# Work item
With the first line as the start and the line containing "self.format == other.format" as the end, write out every line of the records exactly.

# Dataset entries
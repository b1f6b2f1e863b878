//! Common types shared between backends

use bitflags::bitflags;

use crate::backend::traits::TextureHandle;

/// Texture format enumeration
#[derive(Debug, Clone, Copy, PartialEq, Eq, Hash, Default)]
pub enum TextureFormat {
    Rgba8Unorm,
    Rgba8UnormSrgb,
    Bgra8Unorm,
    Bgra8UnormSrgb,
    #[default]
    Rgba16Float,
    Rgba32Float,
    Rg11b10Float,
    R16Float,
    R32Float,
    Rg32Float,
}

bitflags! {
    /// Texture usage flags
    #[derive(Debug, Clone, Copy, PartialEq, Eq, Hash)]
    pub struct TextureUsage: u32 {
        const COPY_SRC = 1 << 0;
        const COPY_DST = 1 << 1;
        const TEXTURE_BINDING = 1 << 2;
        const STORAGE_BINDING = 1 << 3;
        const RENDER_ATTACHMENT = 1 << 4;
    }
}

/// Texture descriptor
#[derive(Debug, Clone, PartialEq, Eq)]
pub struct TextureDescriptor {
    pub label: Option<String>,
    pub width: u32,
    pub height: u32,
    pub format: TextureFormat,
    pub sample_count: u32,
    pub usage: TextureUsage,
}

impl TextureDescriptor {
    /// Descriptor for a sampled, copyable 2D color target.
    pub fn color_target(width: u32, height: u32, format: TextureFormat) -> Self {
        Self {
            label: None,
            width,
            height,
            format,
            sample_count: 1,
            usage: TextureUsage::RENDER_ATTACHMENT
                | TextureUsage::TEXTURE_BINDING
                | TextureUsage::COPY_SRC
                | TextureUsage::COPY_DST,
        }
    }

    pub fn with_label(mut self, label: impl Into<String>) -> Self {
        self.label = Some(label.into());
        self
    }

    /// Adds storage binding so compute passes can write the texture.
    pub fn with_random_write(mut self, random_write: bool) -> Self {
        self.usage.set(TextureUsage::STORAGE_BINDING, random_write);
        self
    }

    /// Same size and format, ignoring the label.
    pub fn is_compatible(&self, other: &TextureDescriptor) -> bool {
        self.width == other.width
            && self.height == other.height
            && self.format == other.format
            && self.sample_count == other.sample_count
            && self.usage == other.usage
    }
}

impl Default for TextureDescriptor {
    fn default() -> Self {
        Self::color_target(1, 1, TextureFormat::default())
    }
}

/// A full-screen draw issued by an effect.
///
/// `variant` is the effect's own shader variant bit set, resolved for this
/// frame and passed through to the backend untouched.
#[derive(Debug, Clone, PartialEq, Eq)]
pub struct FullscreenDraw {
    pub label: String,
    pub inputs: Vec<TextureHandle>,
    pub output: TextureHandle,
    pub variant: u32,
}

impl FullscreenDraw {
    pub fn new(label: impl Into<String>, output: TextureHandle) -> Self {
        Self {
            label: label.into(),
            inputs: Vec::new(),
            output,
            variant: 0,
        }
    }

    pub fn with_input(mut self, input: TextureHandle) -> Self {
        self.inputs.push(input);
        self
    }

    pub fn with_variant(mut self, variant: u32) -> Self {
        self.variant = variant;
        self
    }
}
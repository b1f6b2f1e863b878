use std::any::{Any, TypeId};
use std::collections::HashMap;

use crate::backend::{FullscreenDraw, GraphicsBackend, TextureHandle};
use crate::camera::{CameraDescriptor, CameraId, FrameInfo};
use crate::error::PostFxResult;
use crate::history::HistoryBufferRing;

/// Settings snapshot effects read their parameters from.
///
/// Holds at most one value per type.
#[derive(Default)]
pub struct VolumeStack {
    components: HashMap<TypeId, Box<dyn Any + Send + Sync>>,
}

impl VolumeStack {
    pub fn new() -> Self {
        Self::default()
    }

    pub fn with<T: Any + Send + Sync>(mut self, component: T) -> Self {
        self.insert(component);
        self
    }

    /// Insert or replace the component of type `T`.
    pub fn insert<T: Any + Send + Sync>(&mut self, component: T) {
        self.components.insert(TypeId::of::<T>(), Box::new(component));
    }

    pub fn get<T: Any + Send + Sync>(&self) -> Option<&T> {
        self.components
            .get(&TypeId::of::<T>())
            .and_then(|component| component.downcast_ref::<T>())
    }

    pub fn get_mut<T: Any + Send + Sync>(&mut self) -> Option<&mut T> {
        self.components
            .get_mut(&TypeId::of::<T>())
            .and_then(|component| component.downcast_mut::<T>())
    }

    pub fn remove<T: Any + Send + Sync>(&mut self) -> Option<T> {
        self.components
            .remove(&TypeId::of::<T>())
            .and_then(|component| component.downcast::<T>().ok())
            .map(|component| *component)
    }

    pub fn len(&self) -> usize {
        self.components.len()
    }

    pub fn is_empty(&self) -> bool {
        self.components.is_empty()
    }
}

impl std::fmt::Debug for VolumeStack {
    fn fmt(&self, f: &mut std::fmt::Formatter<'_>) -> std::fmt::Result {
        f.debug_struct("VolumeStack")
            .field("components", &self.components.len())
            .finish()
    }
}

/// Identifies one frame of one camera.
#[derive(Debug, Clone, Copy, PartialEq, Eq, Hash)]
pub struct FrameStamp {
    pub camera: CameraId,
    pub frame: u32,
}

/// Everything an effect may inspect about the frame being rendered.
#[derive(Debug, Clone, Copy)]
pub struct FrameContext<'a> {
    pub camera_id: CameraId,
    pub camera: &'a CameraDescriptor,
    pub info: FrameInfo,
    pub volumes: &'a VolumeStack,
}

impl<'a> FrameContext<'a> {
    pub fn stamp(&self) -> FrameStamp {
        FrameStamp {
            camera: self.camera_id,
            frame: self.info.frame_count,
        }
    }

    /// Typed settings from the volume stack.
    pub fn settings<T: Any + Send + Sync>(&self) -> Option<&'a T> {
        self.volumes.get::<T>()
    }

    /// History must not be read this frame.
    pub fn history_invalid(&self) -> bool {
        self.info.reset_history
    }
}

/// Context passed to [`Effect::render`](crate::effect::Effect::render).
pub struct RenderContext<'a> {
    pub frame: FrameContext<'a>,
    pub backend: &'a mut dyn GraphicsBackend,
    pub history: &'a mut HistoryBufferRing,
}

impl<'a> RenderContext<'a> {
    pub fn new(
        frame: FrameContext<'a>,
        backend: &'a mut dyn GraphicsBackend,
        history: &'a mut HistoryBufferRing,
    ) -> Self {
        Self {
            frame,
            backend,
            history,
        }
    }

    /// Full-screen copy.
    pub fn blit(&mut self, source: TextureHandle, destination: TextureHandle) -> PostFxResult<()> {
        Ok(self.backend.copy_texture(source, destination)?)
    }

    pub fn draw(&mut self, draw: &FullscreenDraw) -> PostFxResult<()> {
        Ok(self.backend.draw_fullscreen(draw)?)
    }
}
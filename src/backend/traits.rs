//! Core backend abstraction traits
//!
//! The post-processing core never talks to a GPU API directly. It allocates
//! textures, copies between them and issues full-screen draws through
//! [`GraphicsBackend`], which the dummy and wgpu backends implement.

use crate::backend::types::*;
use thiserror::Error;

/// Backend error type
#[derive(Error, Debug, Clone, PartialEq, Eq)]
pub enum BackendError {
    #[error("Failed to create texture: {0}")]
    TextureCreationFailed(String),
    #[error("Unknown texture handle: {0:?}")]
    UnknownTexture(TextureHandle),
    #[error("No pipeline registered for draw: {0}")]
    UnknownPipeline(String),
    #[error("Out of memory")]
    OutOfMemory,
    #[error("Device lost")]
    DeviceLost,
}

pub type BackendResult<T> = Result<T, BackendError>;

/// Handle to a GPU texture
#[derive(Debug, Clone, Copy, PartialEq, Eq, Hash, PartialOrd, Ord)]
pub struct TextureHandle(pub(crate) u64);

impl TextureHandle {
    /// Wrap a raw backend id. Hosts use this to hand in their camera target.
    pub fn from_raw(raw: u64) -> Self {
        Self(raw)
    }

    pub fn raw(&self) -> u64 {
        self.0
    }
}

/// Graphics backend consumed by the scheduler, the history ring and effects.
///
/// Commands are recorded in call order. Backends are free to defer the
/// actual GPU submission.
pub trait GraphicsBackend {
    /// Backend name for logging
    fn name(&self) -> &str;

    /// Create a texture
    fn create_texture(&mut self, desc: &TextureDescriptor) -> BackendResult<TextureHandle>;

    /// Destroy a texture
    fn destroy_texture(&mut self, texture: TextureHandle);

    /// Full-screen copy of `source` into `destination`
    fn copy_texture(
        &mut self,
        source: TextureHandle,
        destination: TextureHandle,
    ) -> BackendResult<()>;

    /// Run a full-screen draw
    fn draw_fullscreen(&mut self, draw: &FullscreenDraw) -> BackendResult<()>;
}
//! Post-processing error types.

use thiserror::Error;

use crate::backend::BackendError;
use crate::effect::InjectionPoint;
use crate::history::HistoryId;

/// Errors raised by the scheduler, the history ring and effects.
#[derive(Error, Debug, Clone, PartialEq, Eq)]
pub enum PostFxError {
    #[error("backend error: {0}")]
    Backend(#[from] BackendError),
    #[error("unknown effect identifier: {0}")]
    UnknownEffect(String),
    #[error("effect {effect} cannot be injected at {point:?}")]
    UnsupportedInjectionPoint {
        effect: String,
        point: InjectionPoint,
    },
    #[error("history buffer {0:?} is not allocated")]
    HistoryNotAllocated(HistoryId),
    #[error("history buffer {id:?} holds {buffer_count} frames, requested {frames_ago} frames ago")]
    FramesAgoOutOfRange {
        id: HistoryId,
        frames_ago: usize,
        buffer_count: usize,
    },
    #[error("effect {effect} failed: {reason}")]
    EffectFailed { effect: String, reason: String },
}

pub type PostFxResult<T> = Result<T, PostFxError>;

# Response to this task
repository b1f6b2f1e863b878
//! Common types shared between backends

use bitflags::bitflags;

use crate::backend::traits::TextureHandle;

/// Texture format enumeration
#[derive(Debug, Clone, Copy, PartialEq, Eq, Hash, Default)]
pub enum TextureFormat {
    Rgba8Unorm,
    Rgba8UnormSrgb,
    Bgra8Unorm,
    Bgra8UnormSrgb,
    #[default]
    Rgba16Float,
    Rgba32Float,
    Rg11b10Float,
    R16Float,
    R32Float,
    Rg32Float,
}

bitflags! {
    /// Texture usage flags
    #[derive(Debug, Clone, Copy, PartialEq, Eq, Hash)]
    pub struct TextureUsage: u32 {
        const COPY_SRC = 1 << 0;
        const COPY_DST = 1 << 1;
        const TEXTURE_BINDING = 1 << 2;
        const STORAGE_BINDING = 1 << 3;
        const RENDER_ATTACHMENT = 1 << 4;
    }
}

/// Texture descriptor
#[derive(Debug, Clone, PartialEq, Eq)]
pub struct TextureDescriptor {
    pub label: Option<String>,
    pub width: u32,
    pub height: u32,
    pub format: TextureFormat,
    pub sample_count: u32,
    pub usage: TextureUsage,
}

impl TextureDescriptor {
    /// Descriptor for a sampled, copyable 2D color target.
    pub fn color_target(width: u32, height: u32, format: TextureFormat) -> Self {
        Self {
            label: None,
            width,
            height,
            format,
            sample_count: 1,
            usage: TextureUsage::RENDER_ATTACHMENT
                | TextureUsage::TEXTURE_BINDING
                | TextureUsage::COPY_SRC
                | TextureUsage::COPY_DST,
        }
    }

    pub fn with_label(mut self, label: impl Into<String>) -> Self {
        self.label = Some(label.into());
        self
    }

    /// Adds storage binding so compute passes can write the texture.
    pub fn with_random_write(mut self, random_write: bool) -> Self {
        self.usage.set(TextureUsage::STORAGE_BINDING, random_write);
        self
    }

    /// Same size and format, ignoring the label.
    pub fn is_compatible(&self, other: &TextureDescriptor) -> bool {
        self.width == other.width
            && self.height == other.height
            && self.format == other.format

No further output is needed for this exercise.